Reporting from Camp Hero, Afghanistan — After the Koranic verses had been chanted, after the mullahs and military commanders had talked of the need to put past mistakes behind, each detainee bent over a document written in his native Pashto, carefully affixing his thumbprint.
With that gesture -- a promise to renounce violence and shun the insurgency -- the four Afghans, all of whom had spent months in U.S. military detention, were free to return to homes and families in troubled Kandahar province.
Over the last two months, similar ceremonies in Afghanistan have marked the release of more than a dozen detainees back into their communities, where village elders, local officials and family members vouched for their promise to lead peaceful lives.
The community-release program is part of a larger U.S.-led effort to redress what has for years been a festering Afghan grievance against foreign forces here: suspected insurgents being held for months or years in military custody with little or no opportunity for the innocent among them to make their case.

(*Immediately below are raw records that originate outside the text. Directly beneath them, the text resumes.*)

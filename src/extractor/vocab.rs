use std::ops::AddAssign;

use indexmap::IndexSet;
use num::Num;
use serde::{Deserialize, Serialize};

use super::TagExtractor;
use crate::error::ExtractError;

/// Term vocabulary: interned term strings with stable column indices.
///
/// Insertion order is column order, so a matrix built against a vocabulary
/// can always map its column indices back to term strings. The vocabulary
/// does not store weights or counts; it is only the string-to-index seam in
/// front of the index-level pipeline.
#[derive(Debug, Default, Clone, PartialEq, Eq, Serialize, Deserialize)]
pub struct Vocabulary {
    terms: IndexSet<Box<str>>,
}

impl Vocabulary {
    pub fn new() -> Self {
        Self::default()
    }

    /// Number of distinct terms (matrix columns).
    pub fn len(&self) -> usize {
        self.terms.len()
    }

    pub fn is_empty(&self) -> bool {
        self.terms.is_empty()
    }

    /// Intern a term, returning its column index. Re-interning an existing
    /// term returns the original index.
    pub fn intern(&mut self, term: &str) -> usize {
        if let Some(index) = self.terms.get_index_of(term) {
            index
        } else {
            self.terms.insert_full(Box::from(term)).0
        }
    }

    /// Column index of a term, if it was interned.
    pub fn index_of(&self, term: &str) -> Option<usize> {
        self.terms.get_index_of(term)
    }

    /// Term string of a column index.
    pub fn term(&self, index: usize) -> Option<&str> {
        self.terms.get_index(index).map(AsRef::as_ref)
    }

    /// Iterate terms in column order.
    pub fn iter(&self) -> impl Iterator<Item = &str> {
        self.terms.iter().map(AsRef::as_ref)
    }
}

/// Tag documents given as weighted term lists, returning term strings.
///
/// Convenience wrapper over the index-level pipeline for callers that have
/// per-document `(term, weight)` pairs instead of a prepared matrix: terms
/// are interned into a [`Vocabulary`], the triplets are assembled and
/// extracted with `extractor`, and the resulting indices are mapped back to
/// their terms. A term repeated within one document sums its weights, the
/// same as duplicate triplets.
pub fn tag_weighted_documents<N>(
    docs: &[Vec<(&str, N)>],
    extractor: &TagExtractor,
) -> Result<(Vocabulary, Vec<Vec<String>>), ExtractError>
where
    N: Num + Copy + AddAssign + PartialOrd + Send + Sync,
{
    let mut vocabulary = Vocabulary::new();
    let mut rows = Vec::new();
    let mut cols = Vec::new();
    let mut values = Vec::new();
    for (doc, terms) in docs.iter().enumerate() {
        for &(term, weight) in terms {
            rows.push(doc);
            cols.push(vocabulary.intern(term));
            values.push(weight);
        }
    }

    let matrix = super::matrix::TermWeightMatrix::from_triplets(
        docs.len(),
        vocabulary.len(),
        &rows,
        &cols,
        &values,
    )?;
    let assignments = extractor.extract(&matrix)?;

    let tagged = assignments
        .iter()
        .map(|(_, tags)| {
            tags.iter()
                // interned index, always resolvable
                .map(|&t| vocabulary.term(t).unwrap().to_string())
                .collect()
        })
        .collect();
    Ok((vocabulary, tagged))
}

#[cfg(test)]
mod tests {
    use super::*;

    #[test]
    fn interning_is_stable_and_ordered() {
        let mut vocab = Vocabulary::new();
        assert_eq!(vocab.intern("rust"), 0);
        assert_eq!(vocab.intern("sparse"), 1);
        assert_eq!(vocab.intern("rust"), 0);
        assert_eq!(vocab.len(), 2);
        assert_eq!(vocab.index_of("sparse"), Some(1));
        assert_eq!(vocab.term(0), Some("rust"));
        assert_eq!(vocab.term(2), None);
        assert_eq!(vocab.iter().collect::<Vec<_>>(), vec!["rust", "sparse"]);
    }

    #[test]
    fn weighted_documents_round_trip_to_term_strings() {
        let docs = vec![
            vec![("rust", 1.0f32), ("parallel", 2.0)],
            vec![("parallel", 1.0), ("iterator", 1.0)],
            vec![("genome", 5.0)],
        ];
        let (vocab, tagged) =
            tag_weighted_documents(&docs, &TagExtractor::new(2).with_batch_size(2)).unwrap();

        assert_eq!(vocab.len(), 4);
        assert_eq!(tagged.len(), 3);
        assert_eq!(tagged[0], vec!["parallel", "rust"]);
        // the isolated document keeps only its own term
        assert_eq!(tagged[2], vec!["genome"]);
    }

    #[test]
    fn repeated_terms_in_one_document_sum_their_weights() {
        let split = vec![vec![("a", 0.5f32), ("a", 0.5), ("b", 2.0)]];
        let merged = vec![vec![("a", 1.0f32), ("b", 2.0)]];
        let extractor = TagExtractor::new(2);
        let (_, split_tags) = tag_weighted_documents(&split, &extractor).unwrap();
        let (_, merged_tags) = tag_weighted_documents(&merged, &extractor).unwrap();
        assert_eq!(split_tags, merged_tags);
    }

    #[test]
    fn empty_input_yields_empty_output() {
        let (vocab, tagged) =
            tag_weighted_documents::<f32>(&[], &TagExtractor::new(3)).unwrap();
        assert!(vocab.is_empty());
        assert!(tagged.is_empty());
    }
}
use thiserror::Error;

/// Errors reported before any batch processing starts.
/// Once the triplet input has been validated the numeric pipeline is total
/// and no further errors are produced.
#[derive(Error, Debug, Clone, PartialEq, Eq)]
pub enum ExtractError {
    /// The three triplet slices disagree in length.
    #[error("triplet slices must be the same length (rows: {rows}, cols: {cols}, values: {values})")]
    ShapeMismatch {
        rows: usize,
        cols: usize,
        values: usize,
    },

    /// A triplet coordinate falls outside the declared matrix dimensions.
    #[error("triplet {index} at ({row}, {col}) is outside the {n_docs} x {n_terms} matrix")]
    TripletOutOfBounds {
        index: usize,
        row: usize,
        col: usize,
        n_docs: usize,
        n_terms: usize,
    },

    /// A batch size of zero would make no progress.
    #[error("batch size must be at least 1")]
    ZeroBatchSize,
}
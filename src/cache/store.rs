//! Cache Store Module
//!
//! Main cache engine combining concurrent map storage with LRU tracking.
//!
//! # Locking
//! The recency ledger sits behind a single mutex. Every ledger mutation and
//! every table mutation happens while holding it, as does the table lookup in
//! `get`, so a key is never visible in one structure but not the other.
//! Lock order is always ledger, then table shard.
//!
//! Eviction subscribers never run under the mutex. Victims are collected
//! while locked and reported after the lock is released, so a subscriber may
//! call back into the cache. A panicking subscriber unwinds into the caller
//! of the operation that fired it; the cache is already consistent by then.

use std::hash::Hash;
use std::sync::atomic::{AtomicUsize, Ordering};
use std::sync::Arc;

use dashmap::DashMap;
use parking_lot::Mutex;
use tracing::{debug, info, trace};

use crate::cache::notify::Subscribers;
use crate::cache::stats::StatsRecorder;
use crate::cache::{CacheEntry, CacheStats, LruTracker, SubscriptionId};
use crate::config::Config;
use crate::error::{CacheError, Result};

// == Missing Policy ==
/// What a lookup does when the key is absent.
#[derive(Debug, Clone, Copy, PartialEq, Eq, Default)]
pub enum MissingPolicy {
    /// Fail with `CacheError::NotFound`
    #[default]
    Fail,
    /// Return `Ok(None)`
    ReturnNone,
}

// == Bounded LRU Cache ==
/// Thread-safe cache holding at most `max_capacity` entries, evicting the
/// least recently used one when full.
pub struct BoundedLruCache<K, V> {
    /// Key-value storage
    table: DashMap<K, CacheEntry<V>>,
    /// Recency order; its mutex serializes all eviction decisions
    ledger: Mutex<LruTracker<K>>,
    /// Maximum number of entries allowed
    max_capacity: AtomicUsize,
    /// Eviction callbacks
    subscribers: Subscribers<V>,
    /// Performance statistics
    stats: StatsRecorder,
}

impl<K, V> BoundedLruCache<K, V>
where
    K: Eq + Hash + Clone,
    V: Clone,
{
    // == Constructor ==
    /// Creates an empty cache bounded to `max_capacity` entries.
    ///
    /// Fails with `InvalidArgument` when `max_capacity` is 0.
    pub fn new(max_capacity: usize) -> Result<Self> {
        if max_capacity == 0 {
            return Err(CacheError::InvalidArgument(
                "max_capacity must be greater than 0".to_string(),
            ));
        }

        Ok(Self {
            table: DashMap::new(),
            ledger: Mutex::new(LruTracker::new()),
            max_capacity: AtomicUsize::new(max_capacity),
            subscribers: Subscribers::default(),
            stats: StatsRecorder::default(),
        })
    }

    /// Creates a cache sized from configuration.
    pub fn from_config(config: &Config) -> Result<Self> {
        Self::new(config.max_capacity)
    }

    // == Get ==
    /// Retrieves a clone of the value for `key`, marking it most recently used.
    ///
    /// Fails with `NotFound` if the key is absent.
    pub fn get(&self, key: &K) -> Result<V> {
        self.get_with(key, MissingPolicy::Fail)?
            .ok_or(CacheError::NotFound)
    }

    // == Try Get ==
    /// Like [`get`](Self::get), but returns `None` for an absent key.
    pub fn try_get(&self, key: &K) -> Option<V> {
        self.get_with(key, MissingPolicy::ReturnNone)
            .ok()
            .flatten()
    }

    /// Lookup with a caller-chosen policy for absent keys.
    pub fn get_with(&self, key: &K, policy: MissingPolicy) -> Result<Option<V>> {
        let found = {
            let mut ledger = self.ledger.lock();
            let value = self.table.get_mut(key).map(|mut entry| {
                entry.touch();
                entry.value.clone()
            });
            if value.is_some() {
                ledger.touch(key);
            }
            value
        };

        match found {
            Some(value) => {
                self.stats.record_hit();
                trace!("cache hit");
                Ok(Some(value))
            }
            None => {
                self.stats.record_miss();
                trace!("cache miss");
                match policy {
                    MissingPolicy::Fail => Err(CacheError::NotFound),
                    MissingPolicy::ReturnNone => Ok(None),
                }
            }
        }
    }

    // == Put ==
    /// Stores a key-value pair and returns the stored value.
    ///
    /// An existing key is overwritten in place. A new key arriving while the
    /// cache is full evicts the least recently used entry first. Either way
    /// the key ends up most recently used.
    pub fn put(&self, key: K, value: V) -> V {
        let mut victims = Vec::new();
        {
            let mut ledger = self.ledger.lock();
            let overwritten = self
                .table
                .get_mut(&key)
                .map(|mut entry| entry.replace(value.clone()))
                .is_some();

            if !overwritten {
                let capacity = self.max_capacity.load(Ordering::Acquire);
                while ledger.len() >= capacity {
                    match self.evict_oldest(&mut ledger) {
                        Some(victim) => victims.push(victim),
                        None => break,
                    }
                }
                self.table.insert(key.clone(), CacheEntry::new(value.clone()));
            }
            ledger.touch(&key);
        }

        if !victims.is_empty() {
            debug!(evicted = victims.len(), "evicted least recently used entry");
            self.report(&victims);
        }
        value
    }

    // == Resize ==
    /// Changes the capacity bound.
    ///
    /// Shrinking below the current entry count evicts oldest entries first
    /// until the cache fits. Growing never evicts.
    pub fn resize(&self, new_capacity: usize) -> Result<()> {
        if new_capacity == 0 {
            return Err(CacheError::InvalidArgument(
                "new_capacity must be greater than 0".to_string(),
            ));
        }

        let mut victims = Vec::new();
        let old_capacity = {
            let mut ledger = self.ledger.lock();
            let old = self.max_capacity.swap(new_capacity, Ordering::AcqRel);
            while ledger.len() > new_capacity {
                match self.evict_oldest(&mut ledger) {
                    Some(victim) => victims.push(victim),
                    None => break,
                }
            }
            old
        };

        info!(
            old_capacity,
            new_capacity,
            evicted = victims.len(),
            "cache resized"
        );
        self.report(&victims);
        Ok(())
    }

    // == Clear ==
    /// Removes every entry, notifying subscribers once per removed value.
    ///
    /// Subscribers run after the cache is already empty.
    pub fn clear(&self) {
        let victims: Vec<V> = {
            let mut ledger = self.ledger.lock();
            let keys = ledger.drain();
            let victims = keys
                .iter()
                .filter_map(|key| self.table.remove(key).map(|(_, entry)| entry.value))
                .collect();
            victims
        };

        info!(cleared = victims.len(), "cache cleared");
        self.report(&victims);
    }

    // == Subscriptions ==
    /// Registers a handler invoked with every evicted value.
    pub fn subscribe_on_evicted<F>(&self, handler: F) -> SubscriptionId
    where
        F: Fn(&V) + Send + Sync + 'static,
    {
        self.subscribers.subscribe(Arc::new(handler))
    }

    /// Removes a handler. Returns false if it was not registered.
    pub fn unsubscribe(&self, id: SubscriptionId) -> bool {
        self.subscribers.unsubscribe(id)
    }

    // == Peek ==
    /// Reads a value without affecting recency.
    pub fn peek(&self, key: &K) -> Option<V> {
        self.table.get(key).map(|entry| entry.value.clone())
    }

    /// Last read or write time of `key` in Unix milliseconds, without affecting recency.
    pub fn last_accessed(&self, key: &K) -> Option<u64> {
        self.table.get(key).map(|entry| entry.last_accessed)
    }

    pub fn contains_key(&self, key: &K) -> bool {
        self.table.contains_key(key)
    }

    /// Keys ordered least to most recently used.
    pub fn keys_by_recency(&self) -> Vec<K> {
        self.ledger.lock().keys()
    }

    // == Length ==
    /// Returns the current number of entries in the cache.
    pub fn len(&self) -> usize {
        self.table.len()
    }

    pub fn is_empty(&self) -> bool {
        self.table.is_empty()
    }

    /// Current capacity bound, reflecting the latest resize.
    pub fn max_capacity(&self) -> usize {
        self.max_capacity.load(Ordering::Acquire)
    }

    // == Stats ==
    /// Returns current cache statistics.
    pub fn stats(&self) -> CacheStats {
        self.stats.snapshot(self.len(), self.max_capacity())
    }

    /// Removes the least recently used entry from both structures.
    /// Caller must hold the ledger lock.
    fn evict_oldest(&self, ledger: &mut LruTracker<K>) -> Option<V> {
        let key = ledger.evict_oldest()?;
        self.table.remove(&key).map(|(_, entry)| entry.value)
    }

    fn report(&self, victims: &[V]) {
        if victims.is_empty() {
            return;
        }
        self.stats.record_evictions(victims.len());
        self.subscribers.notify(victims);
    }

    /// True when ledger and table hold exactly the same keys.
    #[cfg(test)]
    pub(crate) fn is_consistent(&self) -> bool {
        let ledger = self.ledger.lock();
        ledger.len() == self.table.len()
            && self.table.iter().all(|entry| ledger.contains(entry.key()))
    }
}
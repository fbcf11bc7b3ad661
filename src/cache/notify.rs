//! Eviction Notification Module
//!
//! Holds the per-cache list of eviction subscribers.

use std::fmt;
use std::sync::atomic::{AtomicU64, Ordering};
use std::sync::Arc;

use parking_lot::RwLock;

/// Callback invoked with each evicted value.
pub type EvictionHandler<V> = Arc<dyn Fn(&V) + Send + Sync>;

// == Subscription Id ==
/// Handle returned by a subscription, used to unsubscribe later.
#[derive(Debug, Clone, Copy, PartialEq, Eq, Hash)]
pub struct SubscriptionId(u64);

// == Subscribers ==
/// Registered eviction handlers, invoked in subscription order.
pub(crate) struct Subscribers<V> {
    handlers: RwLock<Vec<(SubscriptionId, EvictionHandler<V>)>>,
    next_id: AtomicU64,
}

impl<V> Default for Subscribers<V> {
    fn default() -> Self {
        Self {
            handlers: RwLock::new(Vec::new()),
            next_id: AtomicU64::new(0),
        }
    }
}

impl<V> fmt::Debug for Subscribers<V> {
    fn fmt(&self, f: &mut fmt::Formatter<'_>) -> fmt::Result {
        f.debug_struct("Subscribers")
            .field("count", &self.len())
            .finish()
    }
}

impl<V> Subscribers<V> {
    pub fn subscribe(&self, handler: EvictionHandler<V>) -> SubscriptionId {
        let id = SubscriptionId(self.next_id.fetch_add(1, Ordering::Relaxed));
        self.handlers.write().push((id, handler));
        id
    }

    pub fn unsubscribe(&self, id: SubscriptionId) -> bool {
        let mut handlers = self.handlers.write();
        let before = handlers.len();
        handlers.retain(|(existing, _)| *existing != id);
        handlers.len() != before
    }

    pub fn len(&self) -> usize {
        self.handlers.read().len()
    }

    // == Notify ==
    /// Fires every handler once per victim, victims in the order given.
    ///
    /// Handlers are cloned out of the lock first, so a handler may subscribe
    /// or unsubscribe without deadlocking. Such changes apply from the next
    /// notification on.
    pub fn notify(&self, victims: &[V]) {
        if victims.is_empty() {
            return;
        }
        let handlers: Vec<EvictionHandler<V>> = self
            .handlers
            .read()
            .iter()
            .map(|(_, handler)| Arc::clone(handler))
            .collect();

        for victim in victims {
            for handler in &handlers {
                handler(victim);
            }
        }
    }
}
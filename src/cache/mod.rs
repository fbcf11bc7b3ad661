//! Cache Module
//!
//! Provides a bounded, thread-safe in-memory cache with LRU eviction.

mod entry;
mod lru;
mod notify;
mod stats;
mod store;
mod traits;


// Re-export public types
pub use entry::{current_timestamp_ms, CacheEntry};
pub use lru::LruTracker;
pub use notify::{EvictionHandler, SubscriptionId};
pub use stats::CacheStats;
pub use store::{BoundedLruCache, MissingPolicy};
pub use traits::DataCache;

When it comes to American treatment of wartime captives, any Afghan schoolchild can rattle off a roll call of notorious names: Guantanamo, Abu Ghraib, Bagram, the latter a military prison at an American air base north of Kabul.
The Bagram jail, scene of well-documented detainee abuses in years past, including two prisoner deaths in 2002, was closed late last year and replaced with a new facility six miles away.
Among Afghans, "there's a toxic perception of detention practices," said Michael Gottlieb, a Harvard Law School graduate. He serves as civilian deputy of a new U.S.-led task force set up to institute reforms and pave the way for handing authority over military detainees to the Afghan government.
That drive has taken on added impetus amid Western and Afghan efforts to woo Taliban foot soldiers away from the insurgency and back to civilian life. Tales of injustice against detainees makes such "reintegration" a tougher sell.
U.S. Army Gen. Stanley A. McChrystal, the commander of Western forces in Afghanistan, moved quickly after assuming the post to address the issue of detainee treatment. It is a key element of his counterinsurgency doctrine, which holds that winning over the Afghan public is the only durable bulwark against the Taliban.